Ranger ses écharpes pour la belle saison consiste à les laver, à les plier à plat et à les ranger au sec, à l'abri de la lumière et des mites. La laine et le cachemire se déforment sur un cintre, et les larves s'installent dans les vêtements dès qu'une trace de transpiration subsiste dans la maille.

Avant de fermer l'armoire

  • Une écharpe se plie, elle ne se suspend pas : le cintre étire la maille de façon durable.
  • La mite pond sur le sale. C'est le lavage avant rangement qui protège, pas le produit glissé dans le tiroir après coup.
  • Cèdre et lavande repoussent, ils ne tuent pas. Seul le froid détruit les œufs et les larves.
  • Le contenant hermétique n'est un bon choix que sur un textile parfaitement sec.

Plier à plat, et surtout ne pas suspendre

Une écharpe en maille n'a aucune structure interne pour la retenir. Suspendue à un cintre ou à un crochet pendant quatre mois, elle subit son propre poids sur un point unique : la boucle s'allonge, les mailles du haut s'ouvrent, et la pièce ressort plus longue et bâillante à l'endroit de l'appui. Sur une grosse laine ou un tricot lâche, la déformation ne se rattrape pas au lavage.

Le pliage à plat répartit ce poids sur toute la surface. Pliez l'écharpe en deux dans le sens de la longueur, puis en trois ou quatre selon la hauteur de votre boîte, sans jamais marquer un pli au fer. Les plis d'un rangement long finissent par blanchir sur les fibres sombres : varier leur emplacement d'une saison à l'autre suffit à l'éviter.

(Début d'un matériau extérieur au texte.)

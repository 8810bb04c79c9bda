//! Event classification.
//!
//! Turns a [`RawMessage`] from the sources topic into a [`ClassifiedEvent`],
//! or discards it. Classification never fails: malformed payloads are
//! logged and ignored.

use serde_json::Value;
use tracing::{debug, warn};

use crate::error::{EventError, EventResult};
use crate::message::RawMessage;

/// Header carrying the registry event name.
pub const HDR_EVENT_TYPE: &str = "event_type";

/// Header carrying the caller identity.
pub const HDR_RH_IDENTITY: &str = "x-rh-identity";

/// Registry events the integration reacts to.
#[derive(Debug, Clone, Copy, PartialEq, Eq, Hash)]
pub enum EventType {
    ApplicationCreate,
    ApplicationDestroy,
    AuthenticationCreate,
    AuthenticationUpdate,
    SourceUpdate,
    SourceDestroy,
}

impl EventType {
    /// Parse the `event_type` header value.
    #[must_use]
    pub fn from_header(value: &str) -> Option<Self> {
        match value {
            "Application.create" => Some(Self::ApplicationCreate),
            "Application.destroy" => Some(Self::ApplicationDestroy),
            "Authentication.create" => Some(Self::AuthenticationCreate),
            "Authentication.update" => Some(Self::AuthenticationUpdate),
            "Source.update" => Some(Self::SourceUpdate),
            "Source.destroy" => Some(Self::SourceDestroy),
            _ => None,
        }
    }

    /// Header representation.
    #[must_use]
    pub fn as_str(&self) -> &'static str {
        match self {
            Self::ApplicationCreate => "Application.create",
            Self::ApplicationDestroy => "Application.destroy",
            Self::AuthenticationCreate => "Authentication.create",
            Self::AuthenticationUpdate => "Authentication.update",
            Self::SourceUpdate => "Source.update",
            Self::SourceDestroy => "Source.destroy",
        }
    }

    /// Whether the event tears the source down.
    #[must_use]
    pub fn is_destroy(&self) -> bool {
        matches!(self, Self::ApplicationDestroy | Self::SourceDestroy)
    }
}

impl std::fmt::Display for EventType {
    fn fmt(&self, f: &mut std::fmt::Formatter<'_>) -> std::fmt::Result {
        f.write_str(self.as_str())
    }
}

/// What a classified event refers to.
#[derive(Debug, Clone, Copy, PartialEq, Eq)]
pub enum EventSubject {
    /// A source registry source.
    Source(i64),
    /// A source registry endpoint; must be resolved to its source.
    Endpoint(i64),
}

/// A broker message accepted for processing.
#[derive(Debug, Clone, PartialEq, Eq)]
pub struct ClassifiedEvent {
    pub event_type: EventType,
    pub subject: EventSubject,
    pub auth_header: Option<String>,
    pub offset: i64,
}

/// Filters messages for one topic and one registered application type.
#[derive(Debug, Clone)]
pub struct EventClassifier {
    topic: String,
    application_type_id: i64,
}

impl EventClassifier {
    /// Create a classifier for the given topic and application type.
    pub fn new(topic: impl Into<String>, application_type_id: i64) -> Self {
        Self {
            topic: topic.into(),
            application_type_id,
        }
    }

    /// Topic this classifier accepts.
    #[must_use]
    pub fn topic(&self) -> &str {
        &self.topic
    }

    /// Classify a message, returning `None` for anything not to be processed.
    #[must_use]
    pub fn classify(&self, message: &RawMessage) -> Option<ClassifiedEvent> {
        match self.try_classify(message) {
            Ok(event) => event,
            Err(e) => {
                warn!(offset = message.offset, error = %e, "Unable to load message");
                None
            }
        }
    }

    fn try_classify(&self, message: &RawMessage) -> EventResult<Option<ClassifiedEvent>> {
        if message.topic != self.topic {
            return Ok(None);
        }

        let Some(event_type) = message
            .header_str(HDR_EVENT_TYPE)
            .and_then(EventType::from_header)
        else {
            debug!(offset = message.offset, "Other message");
            return Ok(None);
        };

        let value: Value =
            serde_json::from_slice(&message.payload).map_err(|e| EventError::InvalidPayload {
                reason: e.to_string(),
            })?;

        let subject = match event_type {
            EventType::ApplicationCreate | EventType::ApplicationDestroy => {
                let app_type = parse_id(&value, "application_type_id")?;
                if app_type != self.application_type_id {
                    debug!(
                        offset = message.offset,
                        application_type_id = app_type,
                        "Application message for another application type"
                    );
                    return Ok(None);
                }
                EventSubject::Source(parse_id(&value, "source_id")?)
            }
            EventType::AuthenticationCreate | EventType::AuthenticationUpdate => {
                if value.get("resource_type").and_then(Value::as_str) != Some("Endpoint") {
                    debug!(offset = message.offset, "Authentication message for non-endpoint resource");
                    return Ok(None);
                }
                EventSubject::Endpoint(parse_id(&value, "resource_id")?)
            }
            EventType::SourceUpdate | EventType::SourceDestroy => {
                EventSubject::Source(parse_id(&value, "id")?)
            }
        };

        debug!(offset = message.offset, event_type = %event_type, ?subject, "Cost management message");

        Ok(Some(ClassifiedEvent {
            event_type,
            subject,
            auth_header: message.header_str(HDR_RH_IDENTITY).map(str::to_string),
            offset: message.offset,
        }))
    }
}

/// Read an identifier sent either as a JSON number or a numeric string.
fn parse_id(value: &Value, field: &str) -> EventResult<i64> {
    let parsed = match value.get(field) {
        Some(Value::Number(n)) => n.as_i64(),
        Some(Value::String(s)) => s.trim().parse().ok(),
        _ => None,
    };
    parsed.ok_or_else(|| EventError::InvalidPayload {
        reason: format!("missing or non-integer field `{field}`"),
    })
}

Le roulage est une bonne alternative pour les grands formats et les étoles, à condition de rouler sans serrer. Une pièce roulée serré garde une ondulation qui met plusieurs jours à disparaître. Rangez ensuite les rouleaux côte à côte plutôt qu'empilés : une pile de six écharpes écrase celle du dessous pendant tout l'espace d'un été.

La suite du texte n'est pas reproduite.